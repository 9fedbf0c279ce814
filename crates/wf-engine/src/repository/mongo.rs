//! MongoDB Repositories
//!
//! One document per process version and one per instance, with history embedded
//! in the instance. A transition is a single `find_one_and_update` filtered on
//! `version`. Instance timestamps are stored as BSON dates so range scans and
//! sorts order by time.

use async_trait::async_trait;
use bson::DateTime as BsonDateTime;
use futures::TryStreamExt;
use mongodb::bson::{doc, to_bson};
use mongodb::error::{ErrorKind, WriteFailure};
use mongodb::options::{IndexOptions, ReturnDocument};
use mongodb::{Collection, Database, IndexModel};
use serde::{Deserialize, Serialize};
use std::collections::{BTreeMap, HashSet};
use tracing::info;

use super::{DefinitionRepository, InstanceRepository};
use crate::domain::{HistoryEntry, Process, ProcessInstance};
use crate::error::{Result, WorkflowError};

const DUPLICATE_KEY: i32 = 11000;

fn is_duplicate_key(err: &mongodb::error::Error) -> bool {
    matches!(*err.kind, ErrorKind::Write(WriteFailure::WriteError(ref e)) if e.code == DUPLICATE_KEY)
}

fn unique_index(keys: mongodb::bson::Document) -> IndexModel {
    IndexModel::builder()
        .keys(keys)
        .options(IndexOptions::builder().unique(true).build())
        .build()
}

pub struct MongoDefinitionRepository {
    collection: Collection<Process>,
}

impl MongoDefinitionRepository {
    pub fn new(db: &Database) -> Self {
        Self {
            collection: db.collection("wf_processes"),
        }
    }

    pub async fn init_indexes(&self) -> Result<()> {
        self.collection.create_index(unique_index(doc! { "id": 1 })).await?;
        self.collection
            .create_index(unique_index(doc! { "tenantId": 1, "code": 1, "version": 1 }))
            .await?;
        info!("Workflow process indexes ensured (mongo)");
        Ok(())
    }
}

#[async_trait]
impl DefinitionRepository for MongoDefinitionRepository {
    async fn insert(&self, process: &Process) -> Result<()> {
        match self.collection.insert_one(process).await {
            Ok(_) => Ok(()),
            Err(e) if is_duplicate_key(&e) => Err(WorkflowError::duplicate(
                "Process",
                "version",
                format!("{}@{}", process.code, process.version),
            )),
            Err(e) => Err(e.into()),
        }
    }

    async fn find_by_id(&self, tenant_id: &str, id: &str) -> Result<Option<Process>> {
        Ok(self
            .collection
            .find_one(doc! { "tenantId": tenant_id, "id": id })
            .await?)
    }

    async fn find_latest_by_code(&self, tenant_id: &str, code: &str) -> Result<Option<Process>> {
        Ok(self
            .collection
            .find_one(doc! { "tenantId": tenant_id, "code": code })
            .sort(doc! { "version": -1 })
            .await?)
    }

    async fn list_latest(&self, tenant_id: &str) -> Result<Vec<Process>> {
        let cursor = self
            .collection
            .find(doc! { "tenantId": tenant_id })
            .sort(doc! { "code": 1, "version": -1 })
            .await?;
        let all: Vec<Process> = cursor.try_collect().await?;

        let mut seen = HashSet::new();
        Ok(all
            .into_iter()
            .filter(|p| seen.insert(p.code.clone()))
            .collect())
    }
}

/// Stored form of [`HistoryEntry`]
#[derive(Debug, Clone, Serialize, Deserialize)]
#[serde(rename_all = "camelCase")]
struct HistoryDocument {
    sequence: i64,
    actor_id: String,
    from_state: String,
    to_state: String,
    action_name: String,
    #[serde(default, skip_serializing_if = "Option::is_none")]
    comment: Option<String>,
    #[serde(default, skip_serializing_if = "Option::is_none")]
    assignee: Option<String>,
    #[serde(default)]
    escalated: bool,
    timestamp: BsonDateTime,
}

impl From<&HistoryEntry> for HistoryDocument {
    fn from(entry: &HistoryEntry) -> Self {
        Self {
            sequence: entry.sequence as i64,
            actor_id: entry.actor_id.clone(),
            from_state: entry.from_state.clone(),
            to_state: entry.to_state.clone(),
            action_name: entry.action_name.clone(),
            comment: entry.comment.clone(),
            assignee: entry.assignee.clone(),
            escalated: entry.escalated,
            timestamp: BsonDateTime::from_chrono(entry.timestamp),
        }
    }
}

impl From<HistoryDocument> for HistoryEntry {
    fn from(doc: HistoryDocument) -> Self {
        Self {
            sequence: doc.sequence as u64,
            actor_id: doc.actor_id,
            from_state: doc.from_state,
            to_state: doc.to_state,
            action_name: doc.action_name,
            comment: doc.comment,
            assignee: doc.assignee,
            escalated: doc.escalated,
            timestamp: doc.timestamp.to_chrono(),
        }
    }
}

/// Stored form of [`ProcessInstance`]
#[derive(Debug, Clone, Serialize, Deserialize)]
#[serde(rename_all = "camelCase")]
struct InstanceDocument {
    id: String,
    tenant_id: String,
    process_id: String,
    process_code: String,
    entity_id: String,
    current_state_id: String,
    #[serde(default, skip_serializing_if = "Option::is_none")]
    assignee: Option<String>,
    #[serde(default)]
    attributes: BTreeMap<String, Vec<String>>,
    #[serde(default)]
    escalated: bool,
    version: i64,
    #[serde(default)]
    history: Vec<HistoryDocument>,
    state_entered_at: BsonDateTime,
    created_at: BsonDateTime,
    updated_at: BsonDateTime,
}

impl From<&ProcessInstance> for InstanceDocument {
    fn from(instance: &ProcessInstance) -> Self {
        Self {
            id: instance.id.clone(),
            tenant_id: instance.tenant_id.clone(),
            process_id: instance.process_id.clone(),
            process_code: instance.process_code.clone(),
            entity_id: instance.entity_id.clone(),
            current_state_id: instance.current_state_id.clone(),
            assignee: instance.assignee.clone(),
            attributes: instance.attributes.clone(),
            escalated: instance.escalated,
            version: instance.version as i64,
            history: instance.history.iter().map(HistoryDocument::from).collect(),
            state_entered_at: BsonDateTime::from_chrono(instance.state_entered_at),
            created_at: BsonDateTime::from_chrono(instance.created_at),
            updated_at: BsonDateTime::from_chrono(instance.updated_at),
        }
    }
}

impl From<InstanceDocument> for ProcessInstance {
    fn from(doc: InstanceDocument) -> Self {
        Self {
            id: doc.id,
            tenant_id: doc.tenant_id,
            process_id: doc.process_id,
            process_code: doc.process_code,
            entity_id: doc.entity_id,
            current_state_id: doc.current_state_id,
            assignee: doc.assignee,
            attributes: doc.attributes,
            escalated: doc.escalated,
            version: doc.version as u64,
            history: doc.history.into_iter().map(HistoryEntry::from).collect(),
            state_entered_at: doc.state_entered_at.to_chrono(),
            created_at: doc.created_at.to_chrono(),
            updated_at: doc.updated_at.to_chrono(),
        }
    }
}

pub struct MongoInstanceRepository {
    collection: Collection<InstanceDocument>,
}

impl MongoInstanceRepository {
    pub fn new(db: &Database) -> Self {
        Self {
            collection: db.collection("wf_instances"),
        }
    }

    pub async fn init_indexes(&self) -> Result<()> {
        self.collection.create_index(unique_index(doc! { "id": 1 })).await?;
        self.collection
            .create_index(unique_index(doc! { "tenantId": 1, "processCode": 1, "entityId": 1 }))
            .await?;
        self.collection
            .create_index(
                IndexModel::builder()
                    .keys(doc! { "tenantId": 1, "processId": 1, "currentStateId": 1 })
                    .build(),
            )
            .await?;
        info!("Workflow instance indexes ensured (mongo)");
        Ok(())
    }

    async fn find_one(&self, filter: mongodb::bson::Document) -> Result<Option<ProcessInstance>> {
        Ok(self.collection.find_one(filter).await?.map(ProcessInstance::from))
    }

    async fn find_many(
        &self,
        filter: mongodb::bson::Document,
        sort: mongodb::bson::Document,
        limit: Option<(u32, u32)>,
    ) -> Result<Vec<ProcessInstance>> {
        let mut find = self.collection.find(filter).sort(sort);
        if let Some((limit, offset)) = limit {
            find = find.skip(u64::from(offset)).limit(i64::from(limit));
        }
        let docs: Vec<InstanceDocument> = find.await?.try_collect().await?;
        Ok(docs.into_iter().map(ProcessInstance::from).collect())
    }
}

#[async_trait]
impl InstanceRepository for MongoInstanceRepository {
    async fn insert(&self, instance: &ProcessInstance) -> Result<()> {
        match self.collection.insert_one(InstanceDocument::from(instance)).await {
            Ok(_) => Ok(()),
            Err(e) if is_duplicate_key(&e) => Err(WorkflowError::duplicate_instance(
                &instance.tenant_id,
                &instance.process_id,
                &instance.entity_id,
            )),
            Err(e) => Err(e.into()),
        }
    }

    async fn find_by_id(&self, tenant_id: &str, id: &str) -> Result<Option<ProcessInstance>> {
        self.find_one(doc! { "tenantId": tenant_id, "id": id }).await
    }

    async fn find_by_entity(
        &self,
        tenant_id: &str,
        process_id: &str,
        entity_id: &str,
    ) -> Result<Option<ProcessInstance>> {
        self.find_one(doc! { "tenantId": tenant_id, "processId": process_id, "entityId": entity_id })
            .await
    }

    async fn find_by_process_code(
        &self,
        tenant_id: &str,
        process_code: &str,
        entity_id: &str,
    ) -> Result<Option<ProcessInstance>> {
        self.find_one(doc! { "tenantId": tenant_id, "processCode": process_code, "entityId": entity_id })
            .await
    }

    async fn append_transition(
        &self,
        instance_id: &str,
        expected_version: u64,
        new_state: &str,
        mut entry: HistoryEntry,
    ) -> Result<ProcessInstance> {
        entry.sequence = expected_version + 1;
        entry.to_state = new_state.to_string();

        let at = BsonDateTime::from_chrono(entry.timestamp);
        let mut set = doc! {
            "currentStateId": new_state,
            "stateEnteredAt": at,
            "updatedAt": at,
        };
        if let Some(assignee) = &entry.assignee {
            set.insert("assignee", assignee.clone());
        }
        if entry.escalated {
            set.insert("escalated", true);
        }

        let updated = self
            .collection
            .find_one_and_update(
                doc! { "id": instance_id, "version": expected_version as i64 },
                doc! {
                    "$set": set,
                    "$inc": { "version": 1_i64 },
                    "$push": { "history": to_bson(&HistoryDocument::from(&entry))? },
                },
            )
            .return_document(ReturnDocument::After)
            .await?;

        match updated {
            Some(doc) => Ok(doc.into()),
            None => Err(match self.collection.find_one(doc! { "id": instance_id }).await? {
                Some(_) => WorkflowError::conflict(instance_id, expected_version),
                None => WorkflowError::not_found("ProcessInstance", instance_id),
            }),
        }
    }

    async fn find_in_state(
        &self,
        tenant_id: &str,
        process_id: &str,
        state_id: &str,
    ) -> Result<Vec<ProcessInstance>> {
        self.find_many(
            doc! { "tenantId": tenant_id, "processId": process_id, "currentStateId": state_id },
            doc! { "stateEnteredAt": 1 },
            None,
        )
        .await
    }

    async fn find_escalated(
        &self,
        tenant_id: &str,
        process_id: &str,
        limit: u32,
        offset: u32,
    ) -> Result<Vec<ProcessInstance>> {
        self.find_many(
            doc! { "tenantId": tenant_id, "processId": process_id, "escalated": true },
            doc! { "updatedAt": -1 },
            Some((limit, offset)),
        )
        .await
    }
}

#[cfg(test)]
mod tests {
    use super::*;
    use chrono::{Duration, TimeZone, Utc};
    use mongodb::bson::Bson;

    #[test]
    fn test_instance_timestamps_stored_as_dates() {
        let mut instance = ProcessInstance::new("pb", "p-1", "permit", "APP-1", "draft");
        let whole_second = Utc.with_ymd_and_hms(2024, 3, 1, 12, 0, 0).unwrap();
        instance.state_entered_at = whole_second;
        instance.updated_at = whole_second + Duration::milliseconds(500);
        instance.apply(HistoryEntry::new("alice", "draft", "submitted", "SUBMIT"));

        let stored = to_bson(&InstanceDocument::from(&instance)).unwrap();
        let stored = stored.as_document().unwrap();
        assert!(matches!(stored.get("createdAt"), Some(Bson::DateTime(_))));
        let history = stored.get_array("history").unwrap();
        let first = history[0].as_document().unwrap();
        assert!(matches!(first.get("timestamp"), Some(Bson::DateTime(_))));

        // Whole-second and fractional timestamps compare by instant, not by text
        let early = InstanceDocument::from(&ProcessInstance { updated_at: whole_second, ..instance.clone() });
        let late = InstanceDocument::from(&ProcessInstance {
            updated_at: whole_second + Duration::milliseconds(500),
            ..instance.clone()
        });
        assert!(early.updated_at < late.updated_at);

        let back = ProcessInstance::from(InstanceDocument::from(&instance));
        assert_eq!(back.version, 1);
        assert_eq!(back.history[0].sequence, 1);
        assert_eq!(back.state_entered_at.timestamp_millis(), instance.state_entered_at.timestamp_millis());
    }
}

> **Exercise goal**
Beginning at the first line above, repeat exactly until the line containing "fn is_duplicate_key(err: &mongodb::error::Error)", which is included.

> **Answer box**
repository 9fedbf0c279ce814
filename crates/wf-engine/src/repository/mongo.rs
//! MongoDB Repositories
//!
//! One document per process version and one per instance, with history embedded
//! in the instance. A transition is a single `find_one_and_update` filtered on
//! `version`. Instance timestamps are stored as BSON dates so range scans and
//! sorts order by time.

use async_trait::async_trait;
use bson::DateTime as BsonDateTime;
use futures::TryStreamExt;
use mongodb::bson::{doc, to_bson};
use mongodb::error::{ErrorKind, WriteFailure};
use mongodb::options::{IndexOptions, ReturnDocument};
use mongodb::{Collection, Database, IndexModel};
use serde::{Deserialize, Serialize};
use std::collections::{BTreeMap, HashSet};
use tracing::info;

use super::{DefinitionRepository, InstanceRepository};
use crate::domain::{HistoryEntry, Process, ProcessInstance};
use crate::error::{Result, WorkflowError};

const DUPLICATE_KEY: i32 = 11000;

fn is_duplicate_key(err: &mongodb::error::Error) -> bool {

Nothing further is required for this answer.